O termo "ligado de forma operacional" se refere a uma disposição de elementos em que os componentes assim descritos são configurados de modo a realizar sua função normal. Os promotores ou regiões de controle de expressão de gene (por exemplo, componentes de promotor) ligadas de forma operacional a uma sequência de codificação têm a capacidade de efetuar a expressão da sequência de codificação. As sequências de controle não precisam ser contíguas com a sequência de codificação, desde que elas funcionem para direcionar a expressão das mesmas. Portanto, por exemplo, sequências transcritas, porém não traduzidas, intervenientes podem estar presentes entre uma sequência de promotor e a sequência de codificação e a sequência de promotor ainda pode ser considerada "ligada de forma operacional" à sequência de codificação.

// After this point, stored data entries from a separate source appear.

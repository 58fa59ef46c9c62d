use std::path::PathBuf;

/// Runtime settings for a catalog instance.
#[derive(Debug, Clone)]
pub struct StoreConfig {
    /// Turtle file the store is hydrated from and persisted to
    pub data_file: PathBuf,
    /// Add the class and property declarations on startup
    pub seed_schema: bool,
    /// Persist after every mutating catalog operation
    pub autosave: bool,
}

impl Default for StoreConfig {
    fn default() -> Self {
        Self { data_file: PathBuf::from("data_gadget.ttl"), seed_schema: true, autosave: true }
    }
}

impl StoreConfig {
    pub fn with_data_file(data_file: impl Into<PathBuf>) -> Self {
        Self { data_file: data_file.into(), ..Default::default() }
    }
}
//! Catalog façade consumed by the CLI and the HTTP server.
//!
//! `CatalogApi` owns the single store instance, the named query registry and the
//! configuration. Mutating calls persist afterwards when autosave is on; a failed
//! save is returned as `StoreIo` while the in-memory mutation is kept.

use std::io;

use serde::{Deserialize, Serialize};
use tracing::{info, warn};

use crate::core::vocab::{self, entity, ex};
use crate::core::{EntityKind, Iri, Literal, Statement, Term};
use crate::error::{CatalogError, Result};
use crate::parsing::{query_parser::parse_query, turtle};
use crate::querying::engine::{PatternQueryEngine, QueryEngine};
use crate::querying::query::Query;
use crate::querying::results::ResultTable;
use crate::registry::query_registry::{NamedQuery, QueryRegistry};
use crate::sources::relational_importer::{ImportSummary, RelationalImporter};
use crate::sources::relational_source::{ImportBatch, RelationalSource, SourceValue};
use crate::storage::util::StoreConfig;
use crate::storage::TripleStore;

/// Attributes accepted by [`CatalogApi::insert_entity`]. Which ones are required
/// depends on the entity kind.
#[derive(Debug, Clone, Default, PartialEq, Eq, Serialize, Deserialize)]
#[serde(default)]
pub struct EntityAttributes {
    pub label: Option<String>,
    pub brand: Option<String>,
    pub category: Option<String>,
    pub name: Option<String>,
    pub customer: Option<String>,
    pub total_price: Option<SourceValue>,
    pub order_date: Option<String>,
    pub products: Vec<String>,
}

/// Statement count and entity counts per kind.
#[derive(Debug, Clone, Copy, PartialEq, Eq, Serialize)]
pub struct CatalogStats {
    pub statements: usize,
    pub products: usize,
    pub categories: usize,
    pub brands: usize,
    pub customers: usize,
    pub orders: usize,
    pub named_queries: usize,
}

pub struct CatalogApi {
    store: TripleStore,
    registry: QueryRegistry,
    engine: PatternQueryEngine,
    importer: RelationalImporter,
    config: StoreConfig,
}

impl CatalogApi {
    /// Hydrates the store from `config.data_file`. A missing file yields an empty
    /// store; a malformed one fails with `Parse`.
    pub fn open(config: StoreConfig) -> Result<Self> {
        let store = hydrate(&config)?;
        Self::with_store(store, config)
    }

    /// An empty, seeded catalog that never touches the filesystem on its own.
    pub fn in_memory() -> Result<Self> {
        let config = StoreConfig { autosave: false, ..StoreConfig::default() };
        Self::with_store(TripleStore::new(), config)
    }

    pub fn with_store(mut store: TripleStore, config: StoreConfig) -> Result<Self> {
        if config.seed_schema {
            store.extend(vocab::schema_statements());
        }
        Ok(Self {
            store,
            registry: QueryRegistry::with_builtins()?,
            engine: PatternQueryEngine::new(),
            importer: RelationalImporter::new(),
            config,
        })
    }

    pub fn store(&self) -> &TripleStore {
        &self.store
    }

    pub fn config(&self) -> &StoreConfig {
        &self.config
    }

    pub fn registry(&self) -> &QueryRegistry {
        &self.registry
    }

    /// Adds one statement. Returns `true` when it was new.
    pub fn insert_statement(&mut self, statement: Statement) -> Result<bool> {
        let added = self.store.insert_statement(statement);
        if added {
            self.after_mutation()?;
        }
        Ok(added)
    }

    /// Removes one statement. Returns `true` when it was present.
    pub fn remove_statement(&mut self, statement: &Statement) -> Result<bool> {
        let removed = self.store.remove_statement(statement);
        if removed {
            self.after_mutation()?;
        }
        Ok(removed)
    }

    /// Validates the attributes for `kind`, then inserts the entity's statements.
    /// Nothing is inserted when validation fails.
    pub fn insert_entity(&mut self, kind: EntityKind, id: &str, attrs: &EntityAttributes) -> Result<()> {
        let statements = entity_statements(kind, id, attrs)?;
        let count = statements.len();
        self.store.extend(statements);
        info!(%kind, id, statements = count, "Inserted entity");
        self.after_mutation()
    }

    /// Links two entities through one of the relationship predicates
    /// (`hasBrand`, `belongsToCategory`, `purchasedBy`, `orderContains`).
    pub fn insert_relationship(&mut self, subject_id: &str, predicate: &str, object_id: &str) -> Result<()> {
        let predicate = predicate.trim();
        if !vocab::RELATIONSHIPS.contains(&predicate) {
            return Err(CatalogError::InvalidEntity(format!(
                "unknown relationship '{}', expected one of {}",
                predicate,
                vocab::RELATIONSHIPS.join(", ")
            )));
        }
        let statement = Statement::new(entity(subject_id)?, ex(predicate), entity(object_id)?);
        self.store.insert_statement(statement);
        self.after_mutation()
    }

    pub fn run_query(&self, query: &Query) -> Result<ResultTable> {
        self.engine.evaluate(query, &self.store)
    }

    pub fn run_query_text(&self, text: &str) -> Result<ResultTable> {
        let query = parse_query(text)?;
        self.run_query(&query)
    }

    pub fn run_named_query(&self, key: &str) -> Result<ResultTable> {
        let named = self.registry.get(key)?;
        self.run_query(&named.query)
    }

    pub fn register_query(&mut self, key: &str, title: &str, description: &str, text: &str) -> Result<NamedQuery> {
        let named = self.registry.register(key, title, description, text)?;
        info!(key = %named.key, "Registered query");
        Ok(named.clone())
    }

    pub fn named_queries(&self) -> &[NamedQuery] {
        self.registry.list()
    }

    /// Imports a whole batch or nothing.
    pub fn bulk_import(&mut self, batch: &ImportBatch) -> Result<ImportSummary> {
        let summary = self.importer.import(batch, &mut self.store)?;
        self.after_mutation()?;
        Ok(summary)
    }

    pub fn import_from(&mut self, source: &dyn RelationalSource) -> Result<ImportSummary> {
        let batch = source.fetch()?;
        self.bulk_import(&batch)
    }

    /// Writes the store to the configured data file.
    pub fn persist(&self) -> Result<()> {
        turtle::save_to_path(&self.store, &self.config.data_file)
    }

    /// Replaces the in-memory store with the data file's content. On failure the
    /// current store is kept.
    ///
    /// Unlike [`CatalogApi::open`], a missing data file is a `StoreIo` error: a
    /// file deleted behind the catalog's back must not silently empty the store.
    pub fn reload(&mut self) -> Result<&TripleStore> {
        let path = &self.config.data_file;
        let loaded = if path.exists() {
            turtle::load_from_path(path)
        } else {
            Err(CatalogError::store_io(path, io::Error::new(io::ErrorKind::NotFound, "data file not found")))
        };
        let mut store = loaded.inspect_err(|err| warn!(error = %err, "Reload failed, keeping the current store"))?;
        if self.config.seed_schema {
            store.extend(vocab::schema_statements());
        }
        self.store = store;
        Ok(&self.store)
    }

    /// Local names of every subject typed as `kind`, sorted.
    pub fn list_entities(&self, kind: EntityKind) -> Vec<String> {
        let mut ids: Vec<String> =
            self.store.subjects_of_type(&kind.class_iri()).map(|iri| iri.local_name().to_string()).collect();
        ids.sort();
        ids
    }

    /// One row per product: id, label, brand and category.
    pub fn product_overview(&self) -> ResultTable {
        let columns = ["id", "label", "brand", "category"].map(String::from).to_vec();
        let mut table = ResultTable::new(columns);
        let predicates = [vocab::label(), ex(vocab::HAS_BRAND), ex(vocab::BELONGS_TO_CATEGORY)];
        for product in self.sorted_subjects(EntityKind::Product) {
            let mut row = vec![Some(product.local_name().to_string())];
            row.extend(predicates.iter().map(|p| self.store.value_of(&product, p).map(|t| display_value(&t))));
            table.push_row(row);
        }
        table
    }

    /// One row per customer: id and name.
    pub fn customer_overview(&self) -> ResultTable {
        let mut table = ResultTable::new(vec!["id".to_string(), "name".to_string()]);
        let name = vocab::name();
        for customer in self.sorted_subjects(EntityKind::Customer) {
            let value = self.store.value_of(&customer, &name).map(|t| display_value(&t));
            table.push_row(vec![Some(customer.local_name().to_string()), value]);
        }
        table
    }

    pub fn export_turtle(&self) -> Result<String> {
        turtle::to_turtle_string(&self.store)
    }

    pub fn stats(&self) -> CatalogStats {
        let count = |kind: EntityKind| self.store.subjects_of_type(&kind.class_iri()).count();
        CatalogStats {
            statements: self.store.len(),
            products: count(EntityKind::Product),
            categories: count(EntityKind::Category),
            brands: count(EntityKind::Brand),
            customers: count(EntityKind::Customer),
            orders: count(EntityKind::Order),
            named_queries: self.registry.len(),
        }
    }

    fn sorted_subjects(&self, kind: EntityKind) -> Vec<Iri> {
        let mut subjects: Vec<Iri> = self.store.subjects_of_type(&kind.class_iri()).collect();
        subjects.sort();
        subjects
    }

    fn after_mutation(&self) -> Result<()> {
        if !self.config.autosave {
            return Ok(());
        }
        self.persist().inspect_err(|err| warn!(error = %err, "Autosave failed, change kept in memory"))
    }
}

fn hydrate(config: &StoreConfig) -> Result<TripleStore> {
    if config.data_file.exists() {
        turtle::load_from_path(&config.data_file)
    } else {
        info!(path = %config.data_file.display(), "Data file not found, starting with an empty store");
        Ok(TripleStore::new())
    }
}

/// Entity ids show as local names; literals as their lexical form.
fn display_value(term: &Term) -> String {
    match term {
        Term::Iri(iri) if iri.as_str().starts_with(vocab::EX) => iri.local_name().to_string(),
        other => other.to_string(),
    }
}

fn required<'a>(value: &'a Option<String>, kind: EntityKind, attribute: &str) -> Result<&'a str> {
    value
        .as_deref()
        .map(str::trim)
        .filter(|v| !v.is_empty())
        .ok_or_else(|| CatalogError::InvalidEntity(format!("{} requires '{}'", kind, attribute)))
}

/// The statements describing one entity, validated up front.
pub fn entity_statements(kind: EntityKind, id: &str, attrs: &EntityAttributes) -> Result<Vec<Statement>> {
    let subject = entity(id)?;
    let mut statements = vec![Statement::new(subject.clone(), vocab::rdf_type(), kind.class_iri())];
    match kind {
        EntityKind::Brand | EntityKind::Category => {}
        EntityKind::Product => {
            let brand = entity(required(&attrs.brand, kind, "brand")?)?;
            let category = entity(required(&attrs.category, kind, "category")?)?;
            if let Some(label) = attrs.label.as_deref().map(str::trim).filter(|l| !l.is_empty()) {
                statements.push(Statement::new(subject.clone(), vocab::label(), Literal::string(label)));
            }
            statements.push(Statement::new(subject.clone(), ex(vocab::HAS_BRAND), brand));
            statements.push(Statement::new(subject, ex(vocab::BELONGS_TO_CATEGORY), category));
        }
        EntityKind::Customer => {
            let name = required(&attrs.name, kind, "name")?;
            statements.push(Statement::new(subject, vocab::name(), Literal::string(name)));
        }
        EntityKind::Order => {
            let customer = entity(required(&attrs.customer, kind, "customer")?)?;
            let total = attrs
                .total_price
                .as_ref()
                .and_then(SourceValue::lexical)
                .ok_or_else(|| CatalogError::InvalidEntity(format!("{} requires 'total_price'", kind)))?;
            let date = required(&attrs.order_date, kind, "order_date")?;
            if attrs.products.iter().all(|p| p.trim().is_empty()) {
                return Err(CatalogError::InvalidEntity(format!("{} requires at least one product", kind)));
            }
            statements.push(Statement::new(subject.clone(), ex(vocab::PURCHASED_BY), customer));
            statements.push(Statement::new(subject.clone(), ex(vocab::TOTAL_PRICE), Literal::decimal(total)?));
            statements.push(Statement::new(subject.clone(), ex(vocab::HAS_DATE), Literal::date(date)?));
            for product in attrs.products.iter().filter(|p| !p.trim().is_empty()) {
                statements.push(Statement::new(subject.clone(), ex(vocab::ORDER_CONTAINS), entity(product)?));
            }
        }
    }
    Ok(statements)
}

O termo "promotor especifico por oviduto" conforme usado no presente documento se refere a promotores e componentes de promotor que são funcionais, isto é, fornecem a transcrição de uma sequência de codificação, por uma extensão grande, por exemplo, primeiramente (isto é, mais que 50% do produto de transcrição produzido no animal através de um tipo de promotor particular a ser produzido nas células de oviduto) ou exclusivamente nas células de oviduto de um pássaro. Os exemplos de promotores especificos por oviduto incluem, sem limitação, promotor de ovalbumina, promotor de ovomucoide, promotor de ovoinibitor, promotor de lisozima e promotor de ovotransferrina e porções funcionais desses promotores, por exemplo, componentes de promotor.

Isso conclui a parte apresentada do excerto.